═════ Data supplied ═════

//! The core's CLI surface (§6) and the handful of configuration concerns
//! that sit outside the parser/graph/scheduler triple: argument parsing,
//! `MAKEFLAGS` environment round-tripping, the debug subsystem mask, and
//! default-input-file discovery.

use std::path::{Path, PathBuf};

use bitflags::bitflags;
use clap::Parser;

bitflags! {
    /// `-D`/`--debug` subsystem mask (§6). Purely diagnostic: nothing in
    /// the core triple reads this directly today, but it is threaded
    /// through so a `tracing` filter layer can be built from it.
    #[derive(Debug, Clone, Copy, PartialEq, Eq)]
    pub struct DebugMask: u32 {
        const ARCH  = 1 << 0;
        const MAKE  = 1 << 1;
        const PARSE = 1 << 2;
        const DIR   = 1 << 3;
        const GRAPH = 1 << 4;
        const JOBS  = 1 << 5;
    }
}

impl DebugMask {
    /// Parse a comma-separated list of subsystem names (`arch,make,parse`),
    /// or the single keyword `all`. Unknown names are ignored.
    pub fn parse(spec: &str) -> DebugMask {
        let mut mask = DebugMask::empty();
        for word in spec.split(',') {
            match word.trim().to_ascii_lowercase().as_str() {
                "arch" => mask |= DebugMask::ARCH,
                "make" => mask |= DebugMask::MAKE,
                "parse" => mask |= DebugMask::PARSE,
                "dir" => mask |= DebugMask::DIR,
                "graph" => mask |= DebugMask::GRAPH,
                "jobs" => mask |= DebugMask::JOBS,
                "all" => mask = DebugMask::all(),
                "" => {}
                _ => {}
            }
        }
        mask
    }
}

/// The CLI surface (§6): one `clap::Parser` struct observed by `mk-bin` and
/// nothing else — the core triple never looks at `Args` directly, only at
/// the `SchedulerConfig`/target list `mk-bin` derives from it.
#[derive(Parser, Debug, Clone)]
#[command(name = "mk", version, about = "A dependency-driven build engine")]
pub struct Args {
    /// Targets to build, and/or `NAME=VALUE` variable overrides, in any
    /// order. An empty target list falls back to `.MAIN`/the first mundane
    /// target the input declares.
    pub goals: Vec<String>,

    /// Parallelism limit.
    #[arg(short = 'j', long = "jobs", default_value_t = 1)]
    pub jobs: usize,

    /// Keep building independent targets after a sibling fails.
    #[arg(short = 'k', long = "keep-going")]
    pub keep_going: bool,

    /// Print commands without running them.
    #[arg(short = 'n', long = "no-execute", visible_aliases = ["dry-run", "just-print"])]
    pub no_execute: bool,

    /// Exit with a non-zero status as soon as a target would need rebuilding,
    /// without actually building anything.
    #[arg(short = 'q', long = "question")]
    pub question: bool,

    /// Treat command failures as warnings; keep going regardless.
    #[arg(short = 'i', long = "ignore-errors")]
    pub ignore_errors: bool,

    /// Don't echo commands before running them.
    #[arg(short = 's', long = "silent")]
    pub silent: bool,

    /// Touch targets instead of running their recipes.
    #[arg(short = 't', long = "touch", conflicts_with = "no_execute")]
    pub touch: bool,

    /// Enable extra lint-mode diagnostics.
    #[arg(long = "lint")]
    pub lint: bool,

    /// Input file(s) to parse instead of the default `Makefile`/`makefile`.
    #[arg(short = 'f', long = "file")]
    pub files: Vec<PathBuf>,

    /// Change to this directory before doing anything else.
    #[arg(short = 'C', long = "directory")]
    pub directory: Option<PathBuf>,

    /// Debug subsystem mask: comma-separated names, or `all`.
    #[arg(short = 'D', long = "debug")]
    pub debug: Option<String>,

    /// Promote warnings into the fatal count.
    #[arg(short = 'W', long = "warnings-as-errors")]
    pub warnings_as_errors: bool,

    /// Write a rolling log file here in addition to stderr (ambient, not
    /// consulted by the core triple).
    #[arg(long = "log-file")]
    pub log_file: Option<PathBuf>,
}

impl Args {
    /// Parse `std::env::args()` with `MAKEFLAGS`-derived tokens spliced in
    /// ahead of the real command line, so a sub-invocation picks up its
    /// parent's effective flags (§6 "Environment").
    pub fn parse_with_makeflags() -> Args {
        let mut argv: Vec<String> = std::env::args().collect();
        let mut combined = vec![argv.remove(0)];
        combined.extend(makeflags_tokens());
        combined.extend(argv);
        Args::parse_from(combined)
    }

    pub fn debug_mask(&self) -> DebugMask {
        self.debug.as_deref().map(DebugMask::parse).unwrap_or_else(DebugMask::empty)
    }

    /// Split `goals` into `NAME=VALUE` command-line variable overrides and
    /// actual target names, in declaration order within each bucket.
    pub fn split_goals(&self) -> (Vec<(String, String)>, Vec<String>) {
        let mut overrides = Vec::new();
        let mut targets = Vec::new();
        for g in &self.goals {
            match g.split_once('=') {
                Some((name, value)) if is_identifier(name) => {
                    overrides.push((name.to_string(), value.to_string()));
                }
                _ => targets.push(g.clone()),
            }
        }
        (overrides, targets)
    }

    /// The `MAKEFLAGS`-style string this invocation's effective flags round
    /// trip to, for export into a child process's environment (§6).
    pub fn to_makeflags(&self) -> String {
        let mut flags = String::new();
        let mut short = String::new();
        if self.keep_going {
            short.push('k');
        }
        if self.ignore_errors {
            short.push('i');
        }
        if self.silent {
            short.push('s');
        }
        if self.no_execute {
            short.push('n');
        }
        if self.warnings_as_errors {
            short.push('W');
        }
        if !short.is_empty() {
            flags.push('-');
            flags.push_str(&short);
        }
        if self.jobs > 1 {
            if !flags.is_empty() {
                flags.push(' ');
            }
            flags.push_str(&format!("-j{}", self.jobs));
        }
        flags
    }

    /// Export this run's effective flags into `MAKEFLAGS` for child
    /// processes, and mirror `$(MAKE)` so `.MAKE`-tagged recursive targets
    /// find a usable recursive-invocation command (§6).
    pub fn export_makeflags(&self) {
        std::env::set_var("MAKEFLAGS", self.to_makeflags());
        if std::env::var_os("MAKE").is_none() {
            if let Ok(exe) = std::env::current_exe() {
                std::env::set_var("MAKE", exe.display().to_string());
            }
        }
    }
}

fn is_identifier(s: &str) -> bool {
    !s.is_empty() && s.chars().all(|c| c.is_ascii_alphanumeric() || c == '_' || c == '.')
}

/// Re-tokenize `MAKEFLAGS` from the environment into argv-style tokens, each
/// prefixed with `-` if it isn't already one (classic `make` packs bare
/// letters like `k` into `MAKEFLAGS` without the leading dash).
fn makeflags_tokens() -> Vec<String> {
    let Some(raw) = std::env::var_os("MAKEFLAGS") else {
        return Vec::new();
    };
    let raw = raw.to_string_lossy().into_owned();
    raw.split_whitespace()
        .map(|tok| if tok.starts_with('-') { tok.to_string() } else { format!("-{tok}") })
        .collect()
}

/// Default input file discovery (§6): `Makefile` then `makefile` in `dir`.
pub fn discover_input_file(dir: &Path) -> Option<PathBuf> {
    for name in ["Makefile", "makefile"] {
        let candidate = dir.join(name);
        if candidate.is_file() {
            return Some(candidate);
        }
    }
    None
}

═════

### Exercise directions
What is needed here is an exact copy of every record.

### Reply to the task
//! The core's CLI surface (§6) and the handful of configuration concerns
//! that sit outside the parser/graph/scheduler triple: argument parsing,
//! `MAKEFLAGS` environment round-tripping, the debug subsystem mask, and
//! default-input-file discovery.

use std::path::{Path, PathBuf};

use bitflags::bitflags;
use clap::Parser;

bitflags! {
    /// `-D`/`--debug` subsystem mask (§6). Purely diagnostic: nothing in
    /// the core triple reads this directly today, but it is threaded
    /// through so a `tracing` filter layer can be built from it.
    #[derive(Debug, Clone, Copy, PartialEq, Eq)]
    pub struct DebugMask: u32 {
        const ARCH  = 1 << 0;
        const MAKE  = 1 << 1;
        const PARSE = 1 << 2;
        const DIR   = 1 << 3;
        const GRAPH = 1 << 4;
        const JOBS  = 1 << 5;
    }
}

impl DebugMask {
    /// Parse a comma-separated list of subsystem names (`arch,make,parse`),
    /// or the single keyword `all`. Unknown names are ignored.
    pub fn parse(spec: &str) -> DebugMask {
        let mut mask = DebugMask::empty();
        for word in spec.split(',') {
            match word.trim().to_ascii_lowercase().as_str() {
                "arch" => mask |= DebugMask::ARCH,
                "make" => mask |= DebugMask::MAKE,
                "parse" => mask |= DebugMask::PARSE,
                "dir" => mask |= DebugMask::DIR,
                "graph" => mask |= DebugMask::GRAPH,
                "jobs" => mask |= DebugMask::JOBS,
                "all" => mask = DebugMask::all(),
                "" => {}
                _ => {}
            }
        }
        mask
    }
}

/// The CLI surface (§6): one `clap::Parser` struct observed by `mk-bin` and
/// nothing else — the core triple never looks at `Args` directly, only at
/// the `SchedulerConfig`/target list `mk-bin` derives from it.
#[derive(Parser, Debug, Clone)]
#[command(name = "mk", version, about = "A dependency-driven build engine")]
pub struct Args {
    /// Targets to build, and/or `NAME=VALUE` variable overrides, in any
    /// order. An empty target list falls back to `.MAIN`/the first mundane
    /// target the input declares.
    pub goals: Vec<String>,

    /// Parallelism limit.
    #[arg(short = 'j', long = "jobs", default_value_t = 1)]
    pub jobs: usize,

    /// Keep building independent targets after a sibling fails.
    #[arg(short = 'k', long = "keep-going")]
    pub keep_going: bool,

    /// Print commands without running them.
    #[arg(short = 'n', long = "no-execute", visible_aliases = ["dry-run", "just-print"])]
    pub no_execute: bool,

    /// Exit with a non-zero status as soon as a target would need rebuilding,
    /// without actually building anything.
    #[arg(short = 'q', long = "question")]
    pub question: bool,

    /// Treat command failures as warnings; keep going regardless.
    #[arg(short = 'i', long = "ignore-errors")]
    pub ignore_errors: bool,

    /// Don't echo commands before running them.
    #[arg(short = 's', long = "silent")]
    pub silent: bool,

    /// Touch targets instead of running their recipes.
    #[arg(short = 't', long = "touch", conflicts_with = "no_execute")]
    pub touch: bool,

    /// Enable extra lint-mode diagnostics.
    #[arg(long = "lint")]
    pub lint: bool,

    /// Input file(s) to parse instead of the default `Makefile`/`makefile`.
    #[arg(short = 'f', long = "file")]
    pub files: Vec<PathBuf>,

    /// Change to this directory before doing anything else.
    #[arg(short = 'C', long = "directory")]
    pub directory: Option<PathBuf>,

    /// Debug subsystem mask: comma-separated names, or `all`.
    #[arg(short = 'D', long = "debug")]
    pub debug: Option<String>,

    /// Promote warnings into the fatal count.
    #[arg(short = 'W', long = "warnings-as-errors")]
    pub warnings_as_errors: bool,

    /// Write a rolling log file here in addition to stderr (ambient, not
    /// consulted by the core triple).
    #[arg(long = "log-file")]
    pub log_file: Option<PathBuf>,
}

impl Args {
    /// Parse `std::env::args()` with `MAKEFLAGS`-derived tokens spliced in
    /// ahead of the real command line, so a sub-invocation picks up its
    /// parent's effective flags (§6 "Environment").
    pub fn parse_with_makeflags() -> Args {
        let mut argv: Vec<String> = std::env::args().collect();
        let mut combined = vec![argv.remove(0)];
        combined.extend(makeflags_tokens());
        combined.extend(argv);
        Args::parse_from(combined)
    }

    pub fn debug_mask(&self) -> DebugMask {
        self.debug.as_deref().map(DebugMask::parse).unwrap_or_else(DebugMask::empty)
    }

    /// Split `goals` into `NAME=VALUE` command-line variable overrides and
    /// actual target names, in declaration order within each bucket.
    pub fn split_goals(&self) -> (Vec<(String, String)>, Vec<String>) {
        let mut overrides = Vec::new();
        let mut targets = Vec::new();
        for g in &self.goals {
            match g.split_once('=') {
                Some((name, value)) if is_identifier(name) => {
                    overrides.push((name.to_string(), value.to_string()));
                }
                _ => targets.push(g.clone()),
            }
        }
        (overrides, targets)
    }

    /// The `MAKEFLAGS`-style string this invocation's effective flags round
    /// trip to, for export into a child process's environment (§6).
    pub fn to_makeflags(&self) -> String {
        let mut flags = String::new();
        let mut short = String::new();
        if self.keep_going {
            short.push('k');
        }
        if self.ignore_errors {
            short.push('i');
        }
        if self.silent {
            short.push('s');
        }
        if self.no_execute {
            short.push('n');
        }
        if self.warnings_as_errors {
            short.push('W');
        }
        if !short.is_empty() {
            flags.push('-');
            flags.push_str(&short);
        }
        if self.jobs > 1 {
            if !flags.is_empty() {
                flags.push(' ');
            }
            flags.push_str(&format!("-j{}", self.jobs));
        }
        flags
    }

    /// Export this run's effective flags into `MAKEFLAGS` for child
    /// processes, and mirror `$(MAKE)` so `.MAKE`-tagged recursive targets
    /// find a usable recursive-invocation command (§6).
    pub fn export_makeflags(&self) {
        std::env::set_var("MAKEFLAGS", self.to_makeflags());
        if std::env::var_os("MAKE").is_none() {
            if let Ok(exe) = std::env::current_exe() {
                std::env::set_var("MAKE", exe.display().to_string());
            }
        }
    }
}

fn is_identifier(s: &str) -> bool {
    !s.is_empty() && s.chars().all(|c| c.is_ascii_alphanumeric() || c == '_' || c == '.')
}

/// Re-tokenize `MAKEFLAGS` from the environment into argv-style tokens, each
/// prefixed with `-` if it isn't already one (classic `make` packs bare
/// letters like `k` into `MAKEFLAGS` without the leading dash).
fn makeflags_tokens() -> Vec<String> {
    let Some(raw) = std::env::var_os("MAKEFLAGS") else {
        return Vec::new();
    };
    let raw = raw.to_string_lossy().into_owned();
    raw.split_whitespace()
        .map(|tok| if tok.starts_with('-') { tok.to_string() } else { format!("-{tok}") })
        .collect()
}

/// Default input file discovery (§6): `Makefile` then `makefile` in `dir`.
pub fn discover_input_file(dir: &Path) -> Option<PathBuf> {
    for name in ["Makefile", "makefile"] {
        let candidate = dir.join(name);
        if candidate.is_file() {
            return Some(candidate);
        }
    }
    None
}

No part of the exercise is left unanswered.